ミィ 今まで自分が見てきた中で、一番異性に対して熱いラブコールを送っているのはアイドルにガチ恋してるオタクだなって思って。それをテーマに書きました。だから心当たりがある人は共感してもらえるんじゃないかと(笑)。
──「デパーチャーズ」「ウォント」「DEAR…」はモモコさんが歌詞を作ってます。
渡辺 僕はモモコが一番歌詞のセンスがあると思ってます。いいフレーズ選んでくるなって。
モモコ 「デパーチャーズ」はここじゃ輝けないのに仕方なくそこにいる人に向けて書きました。今までの自分もそうなんですけど、学校が嫌いな人とかに聴いてほしいですね。「ウォント」は失恋の曲です。バカな男っていっぱいいるじゃないですか。見た目ばっかりで女性を選んじゃう浅い男のことを歌詞にしてたら結果悪口になっちゃった(笑)。
一同 あはははは(笑)。
モモコ 「DEAR…」は挑発的な歌詞です。ネットで好き勝手書いてるヤツに向けてます。ストレスが溜まったときに書いたっていうのもあるんですけど(笑)。
──そして10曲目の「ALL YOU NEED IS LOVE」は、BiSの頃から奇抜なMVを作っていた渡辺さんにしては真面目すぎるとMVが話題になりました。曲自体はアルバムのテーマにぴったりのエモい楽曲ですね。
渡辺 今回のアルバムでは人の感情を揺さぶりたいと考えていたので、エモーショナルなこの曲は欠かせないものになってると思います。MVも僕が作ってきた中で一番きれいな感じになっているんですけど、それはおちゃらける要素がまったくないからで。あと「今、これを出しちゃうのは早すぎるんじゃないの?」って清掃員にも言われるんですけど、僕らはもっと先を見ていて。だいぶあとにBiSHのことを好きになってくれた人が過去の作品を掘ったときに「ALL YOU NEED IS LOVE」が出てきたら、より一層BiSHのことを好きになってくれるんじゃないかって。
──だから、あえて今なんですね。
渡辺 絶頂期にやったらそれはそれでいいと思うんですよ。でもそのときにはもっとエモい状況が生まれているはずだから。今の、このタイミングで僕らが何を思ってたのかっていうのをやっぱり伝えたかったんです。だからメンバーみんなで歌詞を考えました。
自分たちの力で道を切り開いていく
──ラストはチッチさんが書いた「BUDOKANか もしくはTAMANEGI」。これは文字通り日本武道館への思いが込められてますね。

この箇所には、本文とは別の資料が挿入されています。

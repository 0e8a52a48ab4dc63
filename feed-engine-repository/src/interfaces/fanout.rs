use chrono::{DateTime, Utc};
use feed_engine_shared::types::{AggregateId, FanoutEntry, FeedCursor, FeedEntry, NotificationEntry};
use uuid::Uuid;

use crate::errors::RepositoryError;

/// Personal feed and notification inbox rows.
#[async_trait::async_trait]
pub trait FanoutRepository: Send + Sync {
    /// Inserts one feed entry per follower, skipping pairs that already exist.
    /// Returns the number of rows actually inserted.
    async fn upsert_fanout(
        &self,
        aggregate_id: AggregateId,
        follower_ids: &[Uuid],
        created_at: DateTime<Utc>,
    ) -> Result<u64, RepositoryError>;

    /// Inserts a notification unless the pair already exists.
    async fn upsert_notification(
        &self,
        aggregate_id: AggregateId,
        recipient_id: Uuid,
        created_at: DateTime<Utc>,
    ) -> Result<bool, RepositoryError>;

    /// The viewer's visible feed and notification entries, newest first,
    /// strictly older than `before` when given.
    async fn feed_entries(
        &self,
        viewer_id: Uuid,
        before: Option<FeedCursor>,
        limit: usize,
    ) -> Result<Vec<FeedEntry>, RepositoryError>;

    async fn unread_notifications(&self, recipient_id: Uuid) -> Result<i64, RepositoryError>;

    async fn mark_notifications_read(&self, recipient_id: Uuid) -> Result<u64, RepositoryError>;

    async fn mark_feed_read(&self, follower_id: Uuid) -> Result<u64, RepositoryError>;

    async fn hide_entry(&self, follower_id: Uuid, aggregate_id: AggregateId) -> Result<bool, RepositoryError>;

    async fn fanout_entries_for(&self, aggregate_id: AggregateId) -> Result<Vec<FanoutEntry>, RepositoryError>;

    async fn notification_entries_for(
        &self,
        aggregate_id: AggregateId,
    ) -> Result<Vec<NotificationEntry>, RepositoryError>;
}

渡辺 そうですね。あきらめてねえぞっていう思いをアルバムの最後で表明しておきたかったので。
チッチ テーマとしては「終わってほしくない最高の時間」。
渡辺 武道館でこの曲が流れた瞬間にみんな号泣する、みたいな曲にしたくて。
チッチ 私もこれを歌ってる風景を想像して、ちょっと泣きそうになりました。
──メンバーとしてこのアルバムはどんな作品になりましたか?
ミィ アイドルってことを抜きにして、いろんな人に聴いてもらいたいアルバムですね。
チッチ これがBiSHだっていう1枚になったと思います。きっとデビューアルバムよりも多くの人が手に取ってくれると思うので、大事な1枚です。
──最後に2016年の展望をお願いします。
チッチ まずはこのペースに追い付きたいです。そして自分たちで切り開いていく年にしたいですね。道を切り開くのは渡辺さんかもしれないけど、自分たちの力でここまで来たって思える年にしたいです。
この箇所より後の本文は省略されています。